Here’s the short answer: those research-vendor powder vials almost always aren’t actually Cerebrolysin. They’re Cerebroprotein, which is a related but distinct product with its own approval pathway and its own clinical research behind it.
The community consensus has quietly drifted toward “Cerebroprotein is just a cheap knockoff, don’t bother.” That framing is wrong, and it’s costing the research community access to a legitimately interesting compound class. This post walks through what Cerebroprotein actually is, what the research shows, and why it deserves to be evaluated on its own merits.
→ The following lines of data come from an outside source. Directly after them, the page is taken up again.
//! HTTP front-end for XML to JSON conversion
//!
//! Routes:
//! - `GET /api/health`
//! - `POST /api/convert` returns the converted object inside a status envelope
//! - `POST /api/convert/download` returns pretty JSON as a file attachment

#![forbid(unsafe_code)]

use axum::extract::rejection::JsonRejection;
use axum::extract::{DefaultBodyLimit, State};
use axum::http::{StatusCode, header};
use axum::response::{IntoResponse, Response};
use axum::routing::{get, post};
use axum::{Json, Router};
use serde::{Deserialize, Serialize};
use tower_http::cors::{Any, CorsLayer};
use tower_http::trace::TraceLayer;
use tracing::{debug, warn};
use xml2json::{ConvertOptions, DEFAULT_OUTPUT_FILE, Object, Value, XmlConfig};

/// Server settings read from the environment
#[derive(Clone, Debug, PartialEq)]
pub struct AppConfig {
    pub host: String,
    pub port: u16,
    pub xml: XmlConfig,
}

impl Default for AppConfig {
    fn default() -> Self {
        Self {
            host: "127.0.0.1".to_string(),
            port: 3000,
            xml: XmlConfig::default(),
        }
    }
}

impl AppConfig {
    /// Read `XML2JSON_HOST`, `XML2JSON_PORT`, `XML2JSON_MAX_DEPTH` and
    /// `XML2JSON_MAX_SIZE`, falling back to defaults
    pub fn from_env() -> Self {
        Self::from_lookup(|key| std::env::var(key).ok())
    }

    /// Build from an arbitrary variable lookup
    pub fn from_lookup(lookup: impl Fn(&str) -> Option<String>) -> Self {
        let defaults = Self::default();
        Self {
            host: lookup("XML2JSON_HOST").unwrap_or(defaults.host),
            port: parse_var(&lookup, "XML2JSON_PORT", defaults.port),
            xml: XmlConfig::new(
                parse_var(&lookup, "XML2JSON_MAX_DEPTH", defaults.xml.max_depth),
                parse_var(&lookup, "XML2JSON_MAX_SIZE", defaults.xml.max_size),
            ),
        }
    }

    pub fn addr(&self) -> String {
        format!("{}:{}", self.host, self.port)
    }
}

fn parse_var<T: std::str::FromStr + Copy>(
    lookup: &impl Fn(&str) -> Option<String>,
    key: &str,
    default: T,
) -> T {
    match lookup(key) {
        Some(raw) => raw.trim().parse().unwrap_or_else(|_| {
            warn!(key, raw = %raw, "ignoring unparsable setting");
            default
        }),
        None => default,
    }
}

#[derive(Clone, Copy, Debug)]
struct AppState {
    xml: XmlConfig,
}

/// Conversion request body
#[derive(Debug, Deserialize)]
#[serde(rename_all = "camelCase")]
pub struct ConvertRequest {
    pub content: String,
    #[serde(default)]
    pub country_code: Option<String>,
}

#[derive(Debug, Serialize)]
#[serde(tag = "status", rename_all = "lowercase")]
enum ApiResponse {
    Ok { data: Object },
    Err { error: String },
}

#[derive(Debug)]
struct ApiError {
    status: StatusCode,
    message: String,
}

impl IntoResponse for ApiError {
    fn into_response(self) -> Response {
        (
            self.status,
            Json(ApiResponse::Err {
                error: self.message,
            }),
        )
            .into_response()
    }
}

impl From<JsonRejection> for ApiError {
    fn from(rejection: JsonRejection) -> Self {
        Self {
            status: rejection.status(),
            message: rejection.body_text(),
        }
    }
}

/// Room for the JSON wrapper around `content`
const BODY_OVERHEAD: usize = 64 * 1024;

/// Request body cap derived from the document size limit. Escaping can
/// double the document inside the JSON string.
fn body_limit(xml: &XmlConfig) -> DefaultBodyLimit {
    if xml.max_size == 0 {
        DefaultBodyLimit::disable()
    } else {
        DefaultBodyLimit::max(xml.max_size.saturating_mul(2).saturating_add(BODY_OVERHEAD))
    }
}

/// Build the application router
pub fn app(config: &AppConfig) -> Router {
    Router::new()
        .route("/api/health", get(health))
        .route("/api/convert", post(convert))
        .route("/api/convert/download", post(download))
        .layer(body_limit(&config.xml))
        .layer(TraceLayer::new_for_http())
        .layer(
            CorsLayer::new()
                .allow_origin(Any)
                .allow_methods(Any)
                .allow_headers(Any),
        )
        .with_state(AppState { xml: config.xml })
}

async fn health() -> Json<serde_json::Value> {
    Json(serde_json::json!({"status": "ok"}))
}

async fn convert(
    State(state): State<AppState>,
    payload: Result<Json<ConvertRequest>, JsonRejection>,
) -> Result<Json<ApiResponse>, ApiError> {
    let Json(payload) = payload?;
    let data = run_conversion(state, &payload)?;
    Ok(Json(ApiResponse::Ok { data }))
}

async fn download(
    State(state): State<AppState>,
    payload: Result<Json<ConvertRequest>, JsonRejection>,
) -> Result<Response, ApiError> {
    let Json(payload) = payload?;
    let data = run_conversion(state, &payload)?;
    let body = xml2json::json::to_string_pretty(&Value::Object(data));
    let headers = [
        (header::CONTENT_TYPE, "application/json".to_string()),
        (
            header::CONTENT_DISPOSITION,
            format!("attachment; filename=\"{DEFAULT_OUTPUT_FILE}\""),
        ),
    ];
    Ok((headers, body).into_response())
}

fn run_conversion(state: AppState, payload: &ConvertRequest) -> Result<Object, ApiError> {
    if payload.content.trim().is_empty() {
        return Err(ApiError {
            status: StatusCode::BAD_REQUEST,
            message: "content is empty".to_string(),
        });
    }

    let options = ConvertOptions {
        xml: state.xml,
        region: payload.country_code.clone(),
    };
    xml2json::convert_xml_with_options(&payload.content, &options).map_err(|err| {
        debug!(%err, "conversion rejected");
        let status = if err.is_parse_failure() {
            StatusCode::UNPROCESSABLE_ENTITY
        } else {
            StatusCode::PAYLOAD_TOO_LARGE
        };
        ApiError {
            status,
            message: err.to_string(),
        }
    })
}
I already published a shorter primer on the topic — this is the deeper dive a lot of you have been asking for.
What Each One Actually Is
Cerebrolysin is a pig brain-derived peptide preparation made by Ever Pharma in Austria. It’s been around since the 1970s and is the product behind virtually every Western clinical trial you’ve read about for stroke, traumatic brain injury, vascular dementia, and Alzheimer’s. It comes as a pre-mixed liquid in glass ampules and doesn’t need to be reconstituted. Standardized concentration is 215.2 mg/mL.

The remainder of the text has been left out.